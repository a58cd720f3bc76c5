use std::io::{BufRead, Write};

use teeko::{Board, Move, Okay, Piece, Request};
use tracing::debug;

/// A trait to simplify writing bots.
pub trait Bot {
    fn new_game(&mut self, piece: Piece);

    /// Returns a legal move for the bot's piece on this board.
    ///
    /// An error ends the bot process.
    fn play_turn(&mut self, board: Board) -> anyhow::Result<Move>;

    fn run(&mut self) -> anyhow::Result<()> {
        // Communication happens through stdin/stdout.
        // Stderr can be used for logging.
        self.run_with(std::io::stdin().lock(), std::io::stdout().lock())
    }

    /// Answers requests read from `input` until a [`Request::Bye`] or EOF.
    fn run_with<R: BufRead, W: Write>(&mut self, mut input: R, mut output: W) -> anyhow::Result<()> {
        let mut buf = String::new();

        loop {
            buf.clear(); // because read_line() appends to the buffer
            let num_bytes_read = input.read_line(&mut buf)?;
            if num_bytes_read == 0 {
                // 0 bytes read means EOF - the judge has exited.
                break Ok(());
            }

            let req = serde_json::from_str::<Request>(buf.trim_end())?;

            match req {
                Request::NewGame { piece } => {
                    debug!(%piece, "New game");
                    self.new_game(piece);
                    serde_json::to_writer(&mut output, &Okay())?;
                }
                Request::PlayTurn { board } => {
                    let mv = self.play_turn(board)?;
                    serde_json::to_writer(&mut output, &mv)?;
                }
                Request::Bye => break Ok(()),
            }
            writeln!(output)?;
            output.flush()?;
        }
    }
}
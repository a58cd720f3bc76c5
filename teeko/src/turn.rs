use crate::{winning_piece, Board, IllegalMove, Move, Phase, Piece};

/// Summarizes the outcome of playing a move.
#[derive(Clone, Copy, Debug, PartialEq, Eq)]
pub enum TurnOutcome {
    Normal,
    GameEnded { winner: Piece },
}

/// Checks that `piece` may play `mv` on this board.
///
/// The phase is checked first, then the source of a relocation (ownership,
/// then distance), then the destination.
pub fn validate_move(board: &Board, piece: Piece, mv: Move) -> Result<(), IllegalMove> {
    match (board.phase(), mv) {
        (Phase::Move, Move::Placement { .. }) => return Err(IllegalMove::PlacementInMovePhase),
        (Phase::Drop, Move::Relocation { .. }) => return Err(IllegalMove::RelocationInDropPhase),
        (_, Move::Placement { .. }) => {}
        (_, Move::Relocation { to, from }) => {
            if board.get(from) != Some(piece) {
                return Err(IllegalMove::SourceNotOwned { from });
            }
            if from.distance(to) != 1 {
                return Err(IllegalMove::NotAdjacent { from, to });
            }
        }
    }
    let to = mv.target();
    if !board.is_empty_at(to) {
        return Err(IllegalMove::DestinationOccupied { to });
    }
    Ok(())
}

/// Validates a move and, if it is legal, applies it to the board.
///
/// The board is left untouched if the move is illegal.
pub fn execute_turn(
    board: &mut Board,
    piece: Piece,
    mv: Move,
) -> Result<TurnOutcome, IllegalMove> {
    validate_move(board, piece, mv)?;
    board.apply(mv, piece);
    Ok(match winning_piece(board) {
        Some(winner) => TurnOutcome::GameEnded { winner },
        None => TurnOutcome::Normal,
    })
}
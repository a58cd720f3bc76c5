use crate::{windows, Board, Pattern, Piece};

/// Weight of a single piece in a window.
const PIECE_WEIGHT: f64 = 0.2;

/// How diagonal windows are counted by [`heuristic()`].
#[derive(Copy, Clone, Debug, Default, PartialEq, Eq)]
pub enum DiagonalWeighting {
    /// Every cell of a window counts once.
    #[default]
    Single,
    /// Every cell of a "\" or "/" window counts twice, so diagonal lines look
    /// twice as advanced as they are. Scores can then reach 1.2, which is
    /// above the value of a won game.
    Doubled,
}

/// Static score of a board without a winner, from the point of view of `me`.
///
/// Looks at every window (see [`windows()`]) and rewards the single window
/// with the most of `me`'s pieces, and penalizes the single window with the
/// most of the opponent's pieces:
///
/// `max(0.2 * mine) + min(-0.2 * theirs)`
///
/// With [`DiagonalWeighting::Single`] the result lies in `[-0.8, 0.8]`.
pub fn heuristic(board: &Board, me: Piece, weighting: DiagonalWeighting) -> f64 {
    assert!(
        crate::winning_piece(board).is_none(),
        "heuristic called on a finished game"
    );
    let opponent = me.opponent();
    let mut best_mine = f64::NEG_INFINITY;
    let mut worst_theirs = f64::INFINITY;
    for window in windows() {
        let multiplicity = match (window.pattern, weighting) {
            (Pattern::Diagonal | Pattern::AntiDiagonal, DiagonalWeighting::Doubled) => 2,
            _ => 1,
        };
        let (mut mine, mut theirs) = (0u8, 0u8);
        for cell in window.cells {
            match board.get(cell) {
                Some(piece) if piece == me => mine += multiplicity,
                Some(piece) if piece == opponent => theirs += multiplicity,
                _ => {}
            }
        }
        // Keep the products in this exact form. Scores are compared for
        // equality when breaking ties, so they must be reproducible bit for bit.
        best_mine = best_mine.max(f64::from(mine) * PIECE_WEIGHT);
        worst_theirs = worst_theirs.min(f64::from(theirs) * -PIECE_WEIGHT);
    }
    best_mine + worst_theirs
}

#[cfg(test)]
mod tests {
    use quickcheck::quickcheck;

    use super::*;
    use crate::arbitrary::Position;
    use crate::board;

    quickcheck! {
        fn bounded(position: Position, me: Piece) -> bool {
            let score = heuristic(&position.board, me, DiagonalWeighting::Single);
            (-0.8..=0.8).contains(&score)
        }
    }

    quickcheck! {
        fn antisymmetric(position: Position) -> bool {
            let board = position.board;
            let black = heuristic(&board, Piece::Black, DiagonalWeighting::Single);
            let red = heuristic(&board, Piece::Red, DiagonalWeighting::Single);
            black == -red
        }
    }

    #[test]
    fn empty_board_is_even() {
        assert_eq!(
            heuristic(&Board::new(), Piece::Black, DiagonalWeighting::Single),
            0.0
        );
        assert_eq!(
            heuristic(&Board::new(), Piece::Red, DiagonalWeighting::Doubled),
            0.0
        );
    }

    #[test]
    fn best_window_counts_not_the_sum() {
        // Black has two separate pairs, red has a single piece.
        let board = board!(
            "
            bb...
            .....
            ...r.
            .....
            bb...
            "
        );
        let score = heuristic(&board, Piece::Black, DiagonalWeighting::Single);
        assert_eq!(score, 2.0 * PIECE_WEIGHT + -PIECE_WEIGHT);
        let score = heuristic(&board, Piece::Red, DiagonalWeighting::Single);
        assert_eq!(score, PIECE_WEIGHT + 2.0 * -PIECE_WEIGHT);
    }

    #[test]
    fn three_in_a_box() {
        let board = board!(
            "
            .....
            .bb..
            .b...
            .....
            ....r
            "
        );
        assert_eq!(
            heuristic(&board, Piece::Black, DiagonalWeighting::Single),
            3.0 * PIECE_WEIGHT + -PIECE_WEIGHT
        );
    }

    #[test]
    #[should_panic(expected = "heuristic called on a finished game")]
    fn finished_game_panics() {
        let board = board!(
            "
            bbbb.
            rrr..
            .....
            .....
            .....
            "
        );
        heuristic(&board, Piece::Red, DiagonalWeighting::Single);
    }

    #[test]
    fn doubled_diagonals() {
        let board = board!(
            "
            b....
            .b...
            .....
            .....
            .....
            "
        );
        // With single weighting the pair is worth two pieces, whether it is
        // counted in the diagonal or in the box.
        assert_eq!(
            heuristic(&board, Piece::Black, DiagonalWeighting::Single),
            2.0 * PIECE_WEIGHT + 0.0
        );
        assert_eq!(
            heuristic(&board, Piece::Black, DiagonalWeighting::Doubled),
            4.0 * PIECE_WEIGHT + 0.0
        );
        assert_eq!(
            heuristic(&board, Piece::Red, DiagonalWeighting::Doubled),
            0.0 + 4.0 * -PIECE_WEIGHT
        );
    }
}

****

## EXERCISE BRIEF
For every line in the data above that holds "input", return the line itself.

## WRITTEN RESPONSE
    /// Answers requests read from `input` until a [`Request::Bye`] or EOF.
    fn run_with<R: BufRead, W: Write>(&mut self, mut input: R, mut output: W) -> anyhow::Result<()> {
            let num_bytes_read = input.read_line(&mut buf)?;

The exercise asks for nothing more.